# Required action
Transcribe each record below character for character.

"""

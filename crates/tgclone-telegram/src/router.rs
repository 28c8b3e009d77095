use std::{sync::Arc, time::Duration};

use teloxide::{dispatching::Dispatcher, dptree, prelude::*, types::ParseMode};

use tgclone_core::{
    config::Config, formatting::format_progress_html, progress::RunStatus,
    supervisor::Supervisor,
};

use crate::handlers;

#[derive(Clone)]
pub struct AppState {
    pub cfg: Arc<Config>,
    pub supervisor: Supervisor,
}

pub async fn run_polling(bot: Bot, cfg: Arc<Config>, supervisor: Supervisor) -> anyhow::Result<()> {
    if let Ok(me) = bot.get_me().await {
        tracing::info!(username = %me.username(), "tgclone control bot started");
    }
    tracing::info!(
        source = ?cfg.source_channel_id.map(|c| c.0),
        target = ?cfg.target_channel_id.map(|c| c.0),
        state_dir = %cfg.state_dir.display(),
        allowed_users = cfg.telegram_allowed_users.len(),
        "configuration loaded"
    );

    // A run that died with the previous process is reported to the first operator.
    if supervisor.query_progress().status == RunStatus::Error {
        if let Some(&user_id) = cfg.telegram_allowed_users.first() {
            let bot = bot.clone();
            let snapshot = supervisor.query_progress();
            tokio::spawn(async move {
                tokio::time::sleep(Duration::from_secs(2)).await;
                let html = format!(
                    "{}\n\nUse /resume to continue from the last checkpoint.",
                    format_progress_html(&snapshot)
                );
                if let Err(e) = bot
                    .send_message(teloxide::types::ChatId(user_id), html)
                    .parse_mode(ParseMode::Html)
                    .await
                {
                    tracing::warn!(error = %e, "startup notification failed");
                }
            });
        }
    }

    let state = Arc::new(AppState { cfg, supervisor });

    let handler = dptree::entry().branch(Update::filter_message().endpoint(handlers::handle_message));

    Dispatcher::builder(bot, handler)
        .dependencies(dptree::deps![state])
        .build()
        .dispatch()
        .await;

    Ok(())
}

"""

# Result for this task
filename crates/tgclone-telegram/src/router.rs
repository 28c8b3e009d77095
use std::{sync::Arc, time::Duration};

use teloxide::{dispatching::Dispatcher, dptree, prelude::*, types::ParseMode};

use tgclone_core::{
    config::Config, formatting::format_progress_html, progress::RunStatus,
    supervisor::Supervisor,
};

use crate::handlers;

#[derive(Clone)]
pub struct AppState {
    pub cfg: Arc<Config>,
    pub supervisor: Supervisor,
}

pub async fn run_polling(bot: Bot, cfg: Arc<Config>, supervisor: Supervisor) -> anyhow::Result<()> {
    if let Ok(me) = bot.get_me().await {
        tracing::info!(username = %me.username(), "tgclone control bot started");
    }
    tracing::info!(
        source = ?cfg.source_channel_id.map(|c| c.0),
        target = ?cfg.target_channel_id.map(|c| c.0),
        state_dir = %cfg.state_dir.display(),
        allowed_users = cfg.telegram_allowed_users.len(),
        "configuration loaded"
    );

    // A run that died with the previous process is reported to the first operator.
    if supervisor.query_progress().status == RunStatus::Error {
        if let Some(&user_id) = cfg.telegram_allowed_users.first() {
            let bot = bot.clone();
            let snapshot = supervisor.query_progress();
            tokio::spawn(async move {
                tokio::time::sleep(Duration::from_secs(2)).await;
                let html = format!(
                    "{}\n\nUse /resume to continue from the last checkpoint.",
                    format_progress_html(&snapshot)
                );
                if let Err(e) = bot
                    .send_message(teloxide::types::ChatId(user_id), html)
                    .parse_mode(ParseMode::Html)
                    .await
                {
                    tracing::warn!(error = %e, "startup notification failed");
                }
            });
        }
    }

    let state = Arc::new(AppState { cfg, supervisor });

    let handler = dptree::entry().branch(Update::filter_message().endpoint(handlers::handle_message));

    Dispatcher::builder(bot, handler)
        .dependencies(dptree::deps![state])
        .build()
        .dispatch()
        .await;

    Ok(())
}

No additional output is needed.